== Work request ==
Work through the entries below and report how many lines include "RecordSink". The number alone is the answer.
^^^^^^^^
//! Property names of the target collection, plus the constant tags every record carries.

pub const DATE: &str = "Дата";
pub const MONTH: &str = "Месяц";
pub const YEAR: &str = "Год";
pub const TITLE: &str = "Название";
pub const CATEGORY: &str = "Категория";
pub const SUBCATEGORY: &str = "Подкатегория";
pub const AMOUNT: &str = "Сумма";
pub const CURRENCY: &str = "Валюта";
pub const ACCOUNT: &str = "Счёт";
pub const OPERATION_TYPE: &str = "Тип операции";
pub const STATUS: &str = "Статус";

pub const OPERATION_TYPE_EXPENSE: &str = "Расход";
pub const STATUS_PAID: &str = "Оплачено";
^^^^^^^^
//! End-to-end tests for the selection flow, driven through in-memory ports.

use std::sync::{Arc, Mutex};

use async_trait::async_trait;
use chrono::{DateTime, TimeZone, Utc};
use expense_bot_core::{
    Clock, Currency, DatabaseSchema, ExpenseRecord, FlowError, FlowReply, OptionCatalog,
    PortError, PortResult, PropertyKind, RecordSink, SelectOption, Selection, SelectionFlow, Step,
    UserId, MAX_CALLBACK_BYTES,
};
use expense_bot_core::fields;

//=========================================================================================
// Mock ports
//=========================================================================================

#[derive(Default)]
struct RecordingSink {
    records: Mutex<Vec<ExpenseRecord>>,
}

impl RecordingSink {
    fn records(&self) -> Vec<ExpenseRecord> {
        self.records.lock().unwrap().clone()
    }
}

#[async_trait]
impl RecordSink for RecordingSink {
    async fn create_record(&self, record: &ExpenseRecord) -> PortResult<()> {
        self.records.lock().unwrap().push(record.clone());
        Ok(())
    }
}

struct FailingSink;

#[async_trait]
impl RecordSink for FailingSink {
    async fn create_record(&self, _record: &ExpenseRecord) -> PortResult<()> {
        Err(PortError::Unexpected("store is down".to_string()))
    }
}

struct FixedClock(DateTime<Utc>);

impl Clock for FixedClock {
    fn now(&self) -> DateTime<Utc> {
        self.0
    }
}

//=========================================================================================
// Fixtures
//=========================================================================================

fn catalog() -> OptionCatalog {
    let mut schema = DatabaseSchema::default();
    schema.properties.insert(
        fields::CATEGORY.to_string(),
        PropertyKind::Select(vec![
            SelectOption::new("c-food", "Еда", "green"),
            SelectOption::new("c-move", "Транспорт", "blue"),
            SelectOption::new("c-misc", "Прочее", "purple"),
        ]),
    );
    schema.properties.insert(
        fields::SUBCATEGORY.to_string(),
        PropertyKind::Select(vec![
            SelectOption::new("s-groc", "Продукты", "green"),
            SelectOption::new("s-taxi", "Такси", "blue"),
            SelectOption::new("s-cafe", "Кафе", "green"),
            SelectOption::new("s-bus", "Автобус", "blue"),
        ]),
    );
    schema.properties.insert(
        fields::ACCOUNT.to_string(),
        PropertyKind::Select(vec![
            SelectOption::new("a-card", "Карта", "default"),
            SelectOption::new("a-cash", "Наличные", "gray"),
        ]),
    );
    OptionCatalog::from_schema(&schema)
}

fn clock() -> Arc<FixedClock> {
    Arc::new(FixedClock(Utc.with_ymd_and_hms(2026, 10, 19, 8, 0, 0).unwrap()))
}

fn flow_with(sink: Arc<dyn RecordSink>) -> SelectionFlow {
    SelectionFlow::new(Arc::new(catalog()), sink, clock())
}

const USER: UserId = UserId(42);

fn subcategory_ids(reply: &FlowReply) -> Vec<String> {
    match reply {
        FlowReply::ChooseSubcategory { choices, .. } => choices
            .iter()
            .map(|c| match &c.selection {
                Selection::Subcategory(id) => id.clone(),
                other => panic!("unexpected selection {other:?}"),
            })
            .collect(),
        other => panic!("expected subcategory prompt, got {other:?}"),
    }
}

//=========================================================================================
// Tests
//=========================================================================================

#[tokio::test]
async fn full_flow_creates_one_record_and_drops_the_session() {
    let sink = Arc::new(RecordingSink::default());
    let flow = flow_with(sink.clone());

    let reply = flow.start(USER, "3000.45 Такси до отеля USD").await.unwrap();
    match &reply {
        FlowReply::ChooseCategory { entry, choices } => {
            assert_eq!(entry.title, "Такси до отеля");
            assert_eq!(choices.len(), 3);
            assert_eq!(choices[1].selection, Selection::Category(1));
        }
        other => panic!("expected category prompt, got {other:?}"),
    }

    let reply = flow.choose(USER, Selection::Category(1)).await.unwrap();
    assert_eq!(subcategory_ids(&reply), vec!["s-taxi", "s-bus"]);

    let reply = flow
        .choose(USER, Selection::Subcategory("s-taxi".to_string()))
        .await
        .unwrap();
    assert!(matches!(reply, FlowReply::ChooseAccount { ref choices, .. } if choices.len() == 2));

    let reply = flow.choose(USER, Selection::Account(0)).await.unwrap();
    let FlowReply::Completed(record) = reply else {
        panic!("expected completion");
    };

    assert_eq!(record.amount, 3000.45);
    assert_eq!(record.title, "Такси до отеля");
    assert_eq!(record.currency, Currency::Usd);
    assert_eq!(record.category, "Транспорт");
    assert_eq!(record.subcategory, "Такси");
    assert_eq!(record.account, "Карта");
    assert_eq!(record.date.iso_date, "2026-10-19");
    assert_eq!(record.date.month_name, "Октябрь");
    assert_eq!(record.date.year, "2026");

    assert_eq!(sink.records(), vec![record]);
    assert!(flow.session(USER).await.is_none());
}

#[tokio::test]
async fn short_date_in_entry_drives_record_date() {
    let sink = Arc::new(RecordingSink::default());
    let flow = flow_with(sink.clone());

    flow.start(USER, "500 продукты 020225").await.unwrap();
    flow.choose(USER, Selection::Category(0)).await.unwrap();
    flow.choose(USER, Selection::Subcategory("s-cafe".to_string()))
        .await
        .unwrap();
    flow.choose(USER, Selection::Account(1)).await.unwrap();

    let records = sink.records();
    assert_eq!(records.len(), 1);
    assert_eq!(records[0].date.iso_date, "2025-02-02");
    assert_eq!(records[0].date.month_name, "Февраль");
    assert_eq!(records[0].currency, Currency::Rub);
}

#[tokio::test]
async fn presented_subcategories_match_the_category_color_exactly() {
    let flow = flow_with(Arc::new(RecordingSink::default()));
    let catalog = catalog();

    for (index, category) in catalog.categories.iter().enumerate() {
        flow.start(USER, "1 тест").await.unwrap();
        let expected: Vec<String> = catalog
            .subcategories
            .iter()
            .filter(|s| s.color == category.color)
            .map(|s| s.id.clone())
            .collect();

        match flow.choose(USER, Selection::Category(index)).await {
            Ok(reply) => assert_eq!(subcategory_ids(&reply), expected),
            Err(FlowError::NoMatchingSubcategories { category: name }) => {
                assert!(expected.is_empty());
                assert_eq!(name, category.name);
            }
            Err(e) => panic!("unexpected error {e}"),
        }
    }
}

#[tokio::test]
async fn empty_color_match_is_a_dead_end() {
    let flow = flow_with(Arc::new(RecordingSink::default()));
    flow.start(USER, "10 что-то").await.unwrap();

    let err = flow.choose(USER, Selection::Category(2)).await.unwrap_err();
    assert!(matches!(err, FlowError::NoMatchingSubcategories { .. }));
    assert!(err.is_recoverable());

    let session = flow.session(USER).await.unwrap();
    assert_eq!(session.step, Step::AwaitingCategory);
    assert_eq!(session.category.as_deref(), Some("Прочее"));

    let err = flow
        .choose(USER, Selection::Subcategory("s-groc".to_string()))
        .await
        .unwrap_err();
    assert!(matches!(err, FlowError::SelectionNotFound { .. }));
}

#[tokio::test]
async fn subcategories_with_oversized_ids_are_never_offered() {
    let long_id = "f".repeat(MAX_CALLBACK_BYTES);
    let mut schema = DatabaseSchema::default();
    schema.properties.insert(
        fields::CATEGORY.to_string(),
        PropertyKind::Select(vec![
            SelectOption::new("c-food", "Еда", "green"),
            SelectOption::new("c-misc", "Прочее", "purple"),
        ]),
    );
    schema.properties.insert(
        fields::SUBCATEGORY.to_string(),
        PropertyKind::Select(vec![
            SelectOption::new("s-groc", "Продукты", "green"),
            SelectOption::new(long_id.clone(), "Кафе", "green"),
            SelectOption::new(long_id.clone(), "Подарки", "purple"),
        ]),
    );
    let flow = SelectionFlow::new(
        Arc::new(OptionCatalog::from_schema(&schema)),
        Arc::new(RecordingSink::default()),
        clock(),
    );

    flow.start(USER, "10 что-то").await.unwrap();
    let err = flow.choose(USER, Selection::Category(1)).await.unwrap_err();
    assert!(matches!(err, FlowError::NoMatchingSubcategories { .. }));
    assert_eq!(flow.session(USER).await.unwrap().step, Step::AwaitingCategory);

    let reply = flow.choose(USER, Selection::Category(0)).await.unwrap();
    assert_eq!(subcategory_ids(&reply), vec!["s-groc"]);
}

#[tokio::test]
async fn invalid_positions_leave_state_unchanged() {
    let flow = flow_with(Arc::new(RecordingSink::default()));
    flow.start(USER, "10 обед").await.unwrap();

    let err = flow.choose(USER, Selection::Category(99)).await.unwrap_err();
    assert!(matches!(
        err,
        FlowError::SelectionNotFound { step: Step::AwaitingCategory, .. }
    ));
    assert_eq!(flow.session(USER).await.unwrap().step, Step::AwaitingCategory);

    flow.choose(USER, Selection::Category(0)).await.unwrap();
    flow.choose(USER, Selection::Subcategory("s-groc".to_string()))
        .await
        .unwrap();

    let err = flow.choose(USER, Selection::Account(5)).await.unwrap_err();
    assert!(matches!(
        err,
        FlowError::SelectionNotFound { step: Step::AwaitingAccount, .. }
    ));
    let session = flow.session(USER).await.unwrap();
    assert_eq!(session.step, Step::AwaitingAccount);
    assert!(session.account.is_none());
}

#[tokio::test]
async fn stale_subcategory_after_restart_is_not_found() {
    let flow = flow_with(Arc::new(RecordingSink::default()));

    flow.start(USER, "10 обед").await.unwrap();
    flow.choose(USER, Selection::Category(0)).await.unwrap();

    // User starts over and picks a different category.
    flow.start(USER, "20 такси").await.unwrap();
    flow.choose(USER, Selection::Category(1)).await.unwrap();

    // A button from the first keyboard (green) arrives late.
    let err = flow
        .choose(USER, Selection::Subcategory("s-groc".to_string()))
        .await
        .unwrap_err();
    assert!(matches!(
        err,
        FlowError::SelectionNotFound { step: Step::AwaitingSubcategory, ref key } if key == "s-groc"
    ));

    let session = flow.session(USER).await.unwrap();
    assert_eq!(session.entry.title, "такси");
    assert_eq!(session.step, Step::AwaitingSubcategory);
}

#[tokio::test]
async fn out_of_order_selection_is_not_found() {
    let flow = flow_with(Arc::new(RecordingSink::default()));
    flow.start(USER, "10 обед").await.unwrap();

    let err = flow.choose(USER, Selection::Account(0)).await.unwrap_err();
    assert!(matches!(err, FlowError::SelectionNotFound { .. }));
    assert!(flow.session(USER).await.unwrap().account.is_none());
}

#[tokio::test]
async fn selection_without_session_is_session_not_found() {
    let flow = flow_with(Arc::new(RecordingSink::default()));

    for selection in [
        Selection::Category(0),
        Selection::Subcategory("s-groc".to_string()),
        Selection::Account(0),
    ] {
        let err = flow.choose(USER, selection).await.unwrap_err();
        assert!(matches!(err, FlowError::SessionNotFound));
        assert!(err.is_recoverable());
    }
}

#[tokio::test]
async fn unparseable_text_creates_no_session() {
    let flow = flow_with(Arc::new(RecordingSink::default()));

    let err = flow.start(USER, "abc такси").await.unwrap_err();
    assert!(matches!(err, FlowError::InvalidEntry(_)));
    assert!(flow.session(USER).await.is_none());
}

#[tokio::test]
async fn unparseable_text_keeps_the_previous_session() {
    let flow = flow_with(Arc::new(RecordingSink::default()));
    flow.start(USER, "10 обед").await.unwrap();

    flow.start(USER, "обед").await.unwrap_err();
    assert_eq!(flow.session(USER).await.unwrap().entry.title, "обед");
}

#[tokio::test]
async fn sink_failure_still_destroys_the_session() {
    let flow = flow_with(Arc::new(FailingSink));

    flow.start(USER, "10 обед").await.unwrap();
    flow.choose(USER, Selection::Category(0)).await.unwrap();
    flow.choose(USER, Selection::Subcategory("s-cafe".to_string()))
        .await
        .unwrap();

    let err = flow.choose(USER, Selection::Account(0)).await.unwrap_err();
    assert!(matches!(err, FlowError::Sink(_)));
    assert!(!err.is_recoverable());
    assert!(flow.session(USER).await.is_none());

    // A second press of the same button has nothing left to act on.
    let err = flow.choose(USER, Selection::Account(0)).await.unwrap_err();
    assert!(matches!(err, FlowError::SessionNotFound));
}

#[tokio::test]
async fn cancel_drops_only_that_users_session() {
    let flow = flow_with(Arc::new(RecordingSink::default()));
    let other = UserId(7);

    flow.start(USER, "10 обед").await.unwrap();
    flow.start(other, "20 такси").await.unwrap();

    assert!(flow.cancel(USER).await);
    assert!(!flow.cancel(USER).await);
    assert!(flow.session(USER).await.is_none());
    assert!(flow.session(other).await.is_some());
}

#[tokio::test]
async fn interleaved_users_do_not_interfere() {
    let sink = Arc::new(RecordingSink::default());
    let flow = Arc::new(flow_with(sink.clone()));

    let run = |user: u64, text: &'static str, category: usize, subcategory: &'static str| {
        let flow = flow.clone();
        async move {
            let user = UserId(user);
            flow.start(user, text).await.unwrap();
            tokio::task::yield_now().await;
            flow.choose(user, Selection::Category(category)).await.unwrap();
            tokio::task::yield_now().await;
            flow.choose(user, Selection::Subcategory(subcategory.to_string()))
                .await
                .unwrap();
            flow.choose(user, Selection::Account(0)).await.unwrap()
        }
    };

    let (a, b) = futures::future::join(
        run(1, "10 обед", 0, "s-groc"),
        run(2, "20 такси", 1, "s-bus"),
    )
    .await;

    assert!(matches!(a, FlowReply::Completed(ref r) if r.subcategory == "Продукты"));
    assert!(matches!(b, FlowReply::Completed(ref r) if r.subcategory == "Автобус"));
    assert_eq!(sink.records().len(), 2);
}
^^^^^^^^
== Answer box ==
4